Enfin, les Etats ont souhaité que cet avion dispose d'une avionique complexe (équipements de navigation) qui n'avait jamais été développée sur aucun avion de transport militaire. Ce qui constituait un troisième défi industriel.

Au demeurant, il semble aujourd'hui que certaines des spécifications de l'avionique ne soient tout simplement pas techniquement réalisables. Ainsi, comme on l'a indiqué ci-avant, l'industriel juge nécessaire :

- de revoir à la baisse les spécifications civiles du système de navigation (FMS) ;

- de suspendre le système de navigation par suivi de terrain (TRN) et le système de pilotage automatique en vol masqué (TM-LLF, option non demandée par la France), jusqu'à maturité des technologies requises, aujourd'hui au-delà de l'état de l'art des technologies.

Individuellement, ces défis pouvaient être relevés.
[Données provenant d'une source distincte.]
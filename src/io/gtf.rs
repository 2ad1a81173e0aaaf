/// GTF output writer.
///
/// Nine tab-separated fields per line: chromosome, source tag, feature,
/// 1-based inclusive start, 1-based inclusive end, score (literal 1000),
/// strand, frame (.), attributes. One transcript record is followed by its
/// exon records in ascending coordinate order.
use std::io::Write;

use crate::assemble::path::Transcript;
use crate::error::Error;

pub struct GtfWriter<W: Write> {
    writer: W,
}

impl<W: Write> GtfWriter<W> {
    pub fn new(writer: W) -> Self {
        GtfWriter { writer }
    }

    pub fn write_transcript(&mut self, t: &Transcript) -> Result<(), Error> {
        writeln!(
            self.writer,
            "{}\t{}\ttranscript\t{}\t{}\t1000\t{}\t.\tgene_id \"{}\"; transcript_id \"{}\"; coverage \"{:.2}\"; expression \"{:.2}\";",
            t.chrm,
            t.source,
            t.lpos() + 1,
            t.rpos(),
            t.strand,
            t.gene_id,
            t.transcript_id,
            t.coverage,
            t.expression,
        )?;

        for (i, &(l, r)) in t.exons.iter().enumerate() {
            writeln!(
                self.writer,
                "{}\t{}\texon\t{}\t{}\t1000\t{}\t.\tgene_id \"{}\"; transcript_id \"{}\"; exon_number \"{}\"; coverage \"{:.2}\"; expression \"{:.2}\";",
                t.chrm,
                t.source,
                l + 1,
                r,
                t.strand,
                t.gene_id,
                t.transcript_id,
                i + 1,
                t.coverage,
                t.expression,
            )?;
        }
        Ok(())
    }

    pub fn finish(&mut self) -> Result<(), Error> {
        self.writer.flush()?;
        Ok(())
    }
}
/// Splice-graph decomposition: iteratively simplify the graph under the
/// edge-equivalence discipline until only source-to-sink paths remain.
pub mod disjoint;
pub mod path;
pub mod router;
pub mod smoother;
pub mod subsetsum;

use std::collections::{HashMap, HashSet};

use crate::graph::hyper::HyperSet;
use crate::graph::SpliceGraph;
use crate::params::Parameters;
use disjoint::DisjointSets;
use path::Path;
use router::{Router, RouterStatus};
use subsetsum::SubsetSums;

/// Floating tolerance for weight identities.
const SMIN: f64 = 1e-6;
/// Watchdog: outer iterations allowed per bundle before falling back to
/// greedy decomposition.
const MAX_ROUNDS: usize = 1000;
/// Cap on paths peeled by the greedy fallback.
const GREEDY_MAX_PATHS: usize = 1000;

/// The assembly driver for one bundle's splice graph.
pub struct Scallop {
    name: String,
    pub gr: SpliceGraph,
    hs: HyperSet,
    average_read_length: i32,
    /// Super-edges: every current edge aliases the chain of original
    /// vertices it has subsumed.
    mev: HashMap<usize, Vec<usize>>,
    /// Edges unified in a class are known to carry equal flow.
    ds: DisjointSets,
    /// Endpoint pairs of topologically intersecting edges.
    sis: HashSet<(usize, usize)>,
    pub paths: Vec<Path>,
    /// Router statuses observed during the balancing pre-pass.
    pub router_status: Vec<(usize, RouterStatus)>,
    pub solver_failures: usize,
    pub watchdog_tripped: bool,
}
/// Bundle construction: group adjacent hits into a locus, derive junctions
/// and partial exons, and seed the splice graph and hyper-edge set.
pub mod element;
pub mod region;

use std::collections::{BTreeMap, HashMap};

use coitrees::{BasicCOITree, Interval, IntervalTree};

use crate::error::Error;
use crate::graph::hyper::HyperSet;
use crate::graph::{SpliceGraph, VertexInfo};
use crate::hit::{high32, low32, Hit};
use crate::params::Parameters;
use element::{BoundaryType, Junction, PartialExon};
use region::{CoverageMap, Region};

/// Junction-count sieve applied in the first region pass.
const REGION_SIEVE_COUNT: usize = 5;
/// Entry edges lighter than this may mark an isolated terminal exon.
const ISOLATED_EDGE_MAX_WEIGHT: f64 = 1.5;
/// Anchor vertices heavier than this qualify for boundary extension.
const ISOLATED_VERTEX_MIN_WEIGHT: f64 = 5.0;
/// Path-count saturation for read-pair bridging; reaching it means the
/// bridge is too ambiguous to trust.
const BRIDGE_MAX_PATHS: u64 = 1 << 20;

/// A locus worth of aligned reads with its derived structures.
#[derive(Default)]
pub struct Bundle {
    /// Reference sequence index.
    pub tid: usize,
    /// Reference sequence name.
    pub chrm: String,
    /// Leftmost position covered by any hit.
    pub lpos: i32,
    /// Rightmost position covered by any hit (exclusive).
    pub rpos: i32,
    /// Bundle strand from the XS vote: '+', '-' or '.'.
    pub strand: char,
    pub hits: Vec<Hit>,
    /// Coverage over matched intervals.
    mmap: CoverageMap,
    /// Coverage over insertion/deletion markers.
    pub imap: CoverageMap,
    pub junctions: Vec<Junction>,
    regions: Vec<Region>,
    pub pexons: Vec<PartialExon>,
    pmap: Option<BasicCOITree<usize, u32>>,
    pub gr: SpliceGraph,
    pub hs: HyperSet,
}
use std::path::PathBuf;

use clap::Parser;

// ---------------------------------------------------------------------------
// Library type enum
// ---------------------------------------------------------------------------

/// Sequencing library orientation, controlling how read strand is derived.
#[derive(Debug, Clone, Copy, PartialEq, Eq)]
pub enum LibraryType {
    /// Unstranded protocol; strand comes from the XS/ts tags only.
    Unstranded,
    /// FR first-stranded (e.g. dUTP): read 1 is antisense.
    FrFirst,
    /// FR second-stranded: read 1 is sense.
    FrSecond,
}

impl std::str::FromStr for LibraryType {
    type Err = String;
    fn from_str(s: &str) -> Result<Self, Self::Err> {
        match s {
            "empty" | "unstranded" => Ok(Self::Unstranded),
            "first" => Ok(Self::FrFirst),
            "second" => Ok(Self::FrSecond),
            _ => Err(format!(
                "unknown library_type '{s}'; expected 'empty', 'first' or 'second'"
            )),
        }
    }
}

impl std::fmt::Display for LibraryType {
    fn fmt(&self, f: &mut std::fmt::Formatter<'_>) -> std::fmt::Result {
        match self {
            Self::Unstranded => write!(f, "empty"),
            Self::FrFirst => write!(f, "first"),
            Self::FrSecond => write!(f, "second"),
        }
    }
}

// ---------------------------------------------------------------------------
// Parameters struct
// ---------------------------------------------------------------------------

/// ruScallop command-line parameters, matching the conventional assembler
/// option names (`--min_flank_length`, `--library_type`, ...).
#[derive(Debug, Clone, Parser)]
#[command(
    name = "ruScallop",
    about = "Reference-guided transcript assembler for spliced short-read alignments",
    version
)]
pub struct Parameters {
    /// Input coordinate-sorted BAM file
    pub input_bam: PathBuf,

    /// Output GTF file (stdout when omitted)
    #[arg(short = 'o', long = "output")]
    pub output: Option<PathBuf>,

    /// Library orientation: empty (unstranded), first or second
    #[arg(long = "library_type", default_value = "empty")]
    pub library_type: LibraryType,

    /// Minimum match length on both sides of a splice to accept it
    #[arg(long = "min_flank_length", default_value_t = 3)]
    pub min_flank_length: i32,

    /// Minimum number of reads supporting a splice junction
    #[arg(long = "min_splice_boundary_hits", default_value_t = 1)]
    pub min_splice_boundary_hits: usize,

    /// End the current bundle when the next hit starts this far past its right end
    #[arg(long = "min_bundle_gap", default_value_t = 50)]
    pub min_bundle_gap: i32,

    /// Emit nothing for bundles without any splice junction
    #[arg(long = "ignore_single_exon_transcripts")]
    pub ignore_single_exon_transcripts: bool,

    /// Discard assembled transcripts shorter than this
    #[arg(long = "min_transcript_length", default_value_t = 150)]
    pub min_transcript_length: i32,

    /// Read length used for coverage normalization in output
    #[arg(long = "average_read_length", default_value_t = 100)]
    pub average_read_length: i32,

    /// Maximum number of CIGAR operations accepted per alignment record
    #[arg(long = "max_num_cigar", default_value_t = 1000)]
    pub max_num_cigar: usize,

    /// Source tag written into the second GTF column
    #[arg(long = "algo", default_value = "ruScallop")]
    pub algo: String,
}

impl Parameters {
    /// Validate parameter combinations that clap alone cannot enforce.
    pub fn validate(&self) -> Result<(), crate::error::Error> {
        if self.min_flank_length < 1 {
            return Err(crate::error::Error::Parameter(
                "--min_flank_length must be >= 1".into(),
            ));
        }

        if self.min_splice_boundary_hits < 1 {
            return Err(crate::error::Error::Parameter(
                "--min_splice_boundary_hits must be >= 1".into(),
            ));
        }

        if self.average_read_length < 1 {
            return Err(crate::error::Error::Parameter(
                "--average_read_length must be >= 1".into(),
            ));
        }

        if self.max_num_cigar < 1 {
            return Err(crate::error::Error::Parameter(
                "--max_num_cigar must be >= 1".into(),
            ));
        }

        if self.min_bundle_gap < 0 {
            return Err(crate::error::Error::Parameter(
                "--min_bundle_gap must be >= 0".into(),
            ));
        }

        Ok(())
    }
}

// ---------------------------------------------------------------------------
// Tests
// ---------------------------------------------------------------------------
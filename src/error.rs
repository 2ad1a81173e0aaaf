use std::path::PathBuf;

/// Errors that can occur in ruScallop.
#[derive(Debug, thiserror::Error)]
pub enum Error {
    #[error("invalid parameter: {0}")]
    Parameter(String),

    #[error("I/O error: {source} ({path})")]
    Io {
        source: std::io::Error,
        path: PathBuf,
    },

    #[error("malformed input: {0}")]
    MalformedInput(String),

    #[error("solver error: {0}")]
    Solver(String),

    #[error("assembly error: {0}")]
    Assembly(String),
}

impl Error {
    /// Convenience for wrapping an `io::Error` with a path context.
    pub fn io(source: std::io::Error, path: impl Into<PathBuf>) -> Self {
        Self::Io {
            source,
            path: path.into(),
        }
    }
}

impl From<std::io::Error> for Error {
    fn from(err: std::io::Error) -> Self {
        Self::Io {
            source: err,
            path: PathBuf::from("<unknown>"),
        }
    }
}
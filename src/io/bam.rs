/// BAM input reader with noodles (streaming, coordinate-sorted).
use std::fs::File;
use std::path::Path;

use noodles::bam;
use noodles::sam;
use noodles::sam::alignment::record::cigar::op::Kind;
use noodles::sam::alignment::record::data::field::Tag;
use noodles::sam::alignment::record_buf::data::field::Value;
use noodles::sam::alignment::record_buf::RecordBuf;

use crate::error::Error;
use crate::hit::{CigarOp, Hit, RawAlignment};
use crate::params::Parameters;

const TAG_XS: Tag = Tag::new(b'X', b'S');
const TAG_TS: Tag = Tag::new(b't', b's');
const TAG_HI: Tag = Tag::new(b'H', b'I');
const TAG_NH: Tag = Tag::new(b'N', b'H');
const TAG_NM_UPPER: Tag = Tag::new(b'N', b'M');
const TAG_NM_LOWER: Tag = Tag::new(b'n', b'M');

/// Streaming BAM reader yielding interpreted hits.
///
/// Unmapped records are skipped; any violation of the coordinate-sort
/// invariant aborts the stream.
pub struct BamReader {
    reader: bam::io::Reader<noodles::bgzf::Reader<File>>,
    header: sam::Header,
    chrm_names: Vec<String>,
    last_tid: Option<usize>,
    last_pos: i32,
}

impl BamReader {
    pub fn open(path: &Path) -> Result<Self, Error> {
        let file = File::open(path).map_err(|e| Error::io(e, path))?;
        let mut reader = bam::io::Reader::new(file);
        let header = reader
            .read_header()
            .map_err(|e| Error::MalformedInput(format!("reading BAM header: {e}")))?;
        let chrm_names = header
            .reference_sequences()
            .iter()
            .map(|(name, _)| name.to_string())
            .collect();
        Ok(BamReader {
            reader,
            header,
            chrm_names,
            last_tid: None,
            last_pos: 0,
        })
    }

    /// Reference sequence name for a header index.
    pub fn chrm_name(&self, tid: usize) -> Option<&str> {
        self.chrm_names.get(tid).map(String::as_str)
    }

    /// Read the next mapped hit, or `None` at end of stream.
    pub fn next_hit(&mut self, params: &Parameters) -> Result<Option<Hit>, Error> {
        let mut record = RecordBuf::default();
        loop {
            let n = self
                .reader
                .read_record_buf(&self.header, &mut record)
                .map_err(|e| Error::MalformedInput(format!("reading BAM record: {e}")))?;
            if n == 0 {
                return Ok(None);
            }

            let flag = record.flags().bits();
            if flag & 0x4 != 0 {
                continue;
            }
            let (Some(tid), Some(start)) =
                (record.reference_sequence_id(), record.alignment_start())
            else {
                continue;
            };
            let pos = usize::from(start) as i32 - 1;

            if self.last_tid == Some(tid) && pos < self.last_pos {
                return Err(Error::MalformedInput(format!(
                    "input is not coordinate-sorted at {}:{}",
                    self.chrm_name(tid).unwrap_or("?"),
                    pos
                )));
            }
            self.last_tid = Some(tid);
            self.last_pos = pos;

            let raw = to_raw_alignment(&record, tid, pos, flag)?;
            return Hit::from_raw(raw, params).map(Some);
        }
    }
}

fn to_raw_alignment(
    record: &RecordBuf,
    tid: usize,
    pos: i32,
    flag: u16,
) -> Result<RawAlignment, Error> {
    let qname = record
        .name()
        .map(|n| n.to_string())
        .unwrap_or_else(|| "*".to_string());

    let cigar = convert_cigar(record, &qname)?;

    let data = record.data();
    let char_tag = |tag: &Tag| match data.get(tag) {
        Some(Value::Character(c)) => *c as char,
        _ => '.',
    };
    let int_tag = |tag: &Tag, default: i32| {
        data.get(tag)
            .and_then(|v| v.as_int())
            .map(|v| v as i32)
            .unwrap_or(default)
    };

    let nm = match data.get(&TAG_NM_LOWER).and_then(|v| v.as_int()) {
        Some(v) => v as i32,
        None => int_tag(&TAG_NM_UPPER, 0),
    };

    Ok(RawAlignment {
        tid,
        pos,
        flag,
        qual: record.mapping_quality().map(u8::from).unwrap_or(0),
        qname,
        cigar,
        mpos: record
            .mate_alignment_start()
            .map(|p| usize::from(p) as i32 - 1)
            .unwrap_or(-1),
        isize: record.template_length(),
        xs: char_tag(&TAG_XS),
        ts: char_tag(&TAG_TS),
        hi: int_tag(&TAG_HI, -1),
        nh: int_tag(&TAG_NH, -1),
        nm,
    })
}

fn convert_cigar(record: &RecordBuf, qname: &str) -> Result<Vec<CigarOp>, Error> {
    let ops: &[sam::alignment::record::cigar::Op] = record.cigar().as_ref();
    let mut cigar = Vec::with_capacity(ops.len());
    for op in ops {
        let len = op.len() as u32;
        let converted = match op.kind() {
            Kind::Match => CigarOp::Match(len),
            Kind::Insertion => CigarOp::Ins(len),
            Kind::Deletion => CigarOp::Del(len),
            Kind::Skip => CigarOp::RefSkip(len),
            Kind::SoftClip => CigarOp::SoftClip(len),
            Kind::HardClip => CigarOp::HardClip(len),
            Kind::Pad => CigarOp::Pad(len),
            Kind::SequenceMatch => CigarOp::Equal(len),
            Kind::SequenceMismatch => CigarOp::Diff(len),
        };
        if converted.is_empty() {
            return Err(Error::MalformedInput(format!(
                "read '{qname}' has a zero-length CIGAR operation"
            )));
        }
        cigar.push(converted);
    }
    Ok(cigar)
}
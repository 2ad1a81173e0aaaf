#![allow(non_snake_case)]

pub mod assemble;
pub mod bundle;
pub mod error;
pub mod graph;
pub mod hit;
pub mod io;
pub mod params;
pub mod stats;

use std::fs::File;
use std::io::{BufWriter, Write};

use log::info;

use crate::assemble::path::build_transcript;
use crate::assemble::Scallop;
use crate::bundle::Bundle;
use crate::error::Error;
use crate::io::bam::BamReader;
use crate::io::gtf::GtfWriter;
use crate::params::Parameters;
use crate::stats::AssemblyStats;

/// Top-level driver. Called from `main()` after CLI parsing.
pub fn run(params: &Parameters) -> anyhow::Result<()> {
    params.validate()?;

    info!("ruScallop v{}", env!("CARGO_PKG_VERSION"));
    info!("input: {}", params.input_bam.display());
    info!("library_type: {}", params.library_type);

    let mut reader = BamReader::open(&params.input_bam)?;

    let out: Box<dyn Write> = match &params.output {
        Some(path) => {
            let file = File::create(path).map_err(|e| Error::io(e, path))?;
            Box::new(BufWriter::new(file))
        }
        None => Box::new(BufWriter::new(std::io::stdout())),
    };
    let mut writer = GtfWriter::new(out);
    let mut stats = AssemblyStats::new();

    let mut bundle: Option<Bundle> = None;
    let mut gene_index = 0usize;

    while let Some(hit) = reader.next_hit(params)? {
        stats.hits += 1;

        let flush = bundle
            .as_ref()
            .is_some_and(|bb| bb.tid != hit.tid || hit.pos > bb.rpos + params.min_bundle_gap);
        if flush {
            if let Some(bb) = bundle.take() {
                process_bundle(bb, params, &mut writer, &mut stats, &mut gene_index)?;
            }
        }

        let bb = bundle.get_or_insert_with(|| {
            let chrm = reader.chrm_name(hit.tid).unwrap_or("*").to_string();
            Bundle::new(hit.tid, chrm)
        });
        bb.add_hit(hit);
    }
    if let Some(bb) = bundle.take() {
        process_bundle(bb, params, &mut writer, &mut stats, &mut gene_index)?;
    }

    writer.finish()?;
    stats.print_summary();
    Ok(())
}

/// Assemble one bundle and write its transcripts.
fn process_bundle<W: Write>(
    mut bb: Bundle,
    params: &Parameters,
    writer: &mut GtfWriter<W>,
    stats: &mut AssemblyStats,
    gene_index: &mut usize,
) -> Result<(), Error> {
    if bb.is_empty() {
        return Ok(());
    }
    stats.bundles += 1;

    if !bb.build(params)? {
        return Ok(());
    }
    stats.junctions += bb.junctions.len() as u64;

    *gene_index += 1;
    let gid = format!("gene.{gene_index}");
    log::debug!(
        "{}: {}:{}-{} strand {} with {} hits, {} junctions, {} partial exons",
        gid,
        bb.chrm,
        bb.lpos,
        bb.rpos,
        bb.strand,
        bb.hits.len(),
        bb.junctions.len(),
        bb.pexons.len()
    );

    let gr = std::mem::take(&mut bb.gr);
    let hs = std::mem::take(&mut bb.hs);
    let mut sc = Scallop::new(gid.clone(), gr, hs, params);
    let paths = sc.assemble();
    stats.solver_failures += sc.solver_failures as u64;
    if sc.watchdog_tripped {
        stats.watchdog_trips += 1;
    }

    for (i, p) in paths.iter().enumerate() {
        let tid = format!("{gid}.{i}");
        let Some(t) = build_transcript(p, &bb.pexons, &bb.chrm, bb.strand, &params.algo, &gid, &tid)
        else {
            continue;
        };
        if t.length() < params.min_transcript_length {
            continue;
        }
        writer.write_transcript(&t)?;
        stats.transcripts += 1;
    }

    Ok(())
}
Et ils le seront. Mais, selon les industriels auditionnés par vos rapporteurs, il semble clair que leur mise en série n'a pas facilité les choses.

Un calcul simple montre que si l'on suppose, par convention, que la probabilité de fournir dans les délais le matériel demandé dans chacun de ces trois domaines était de 80 %, il y avait seulement 50 % de chances de réussir globalement.

2. ...à un prix très bas ...

La mise en concurrence, à plusieurs reprises, de l'industriel européen et du consortium chargé de réaliser le moteur a conduit à des réductions de prix peu raisonnables.

Il suffit pour s'en convaincre de rappeler que lors de la conclusion du contrat l'A400M était estimé à la moitié du prix d'un Boeing C17 Globemaster et à peine plus cher qu'un Lockheed C130J.

3. ... dans des délais très courts...

Un programme entièrement nouveau de ce type nécessite un benchmarking (parangonnage) qui n'a pas été effectué ou bien qui a été mal effectué au moment de la réalisation du programme.

Le tableau ci-dessous, réalisé par EADS, montre clairement que le calendrier de réalisation de l'A400M n'était pas réaliste. Alors que, pour les programmes d'avions de transport militaire, la première livraison a généralement lieu entre 10 et 15 ans après le début du développement, dans le cas de l'A400M le délai initialement prévu était de 6,5 ans.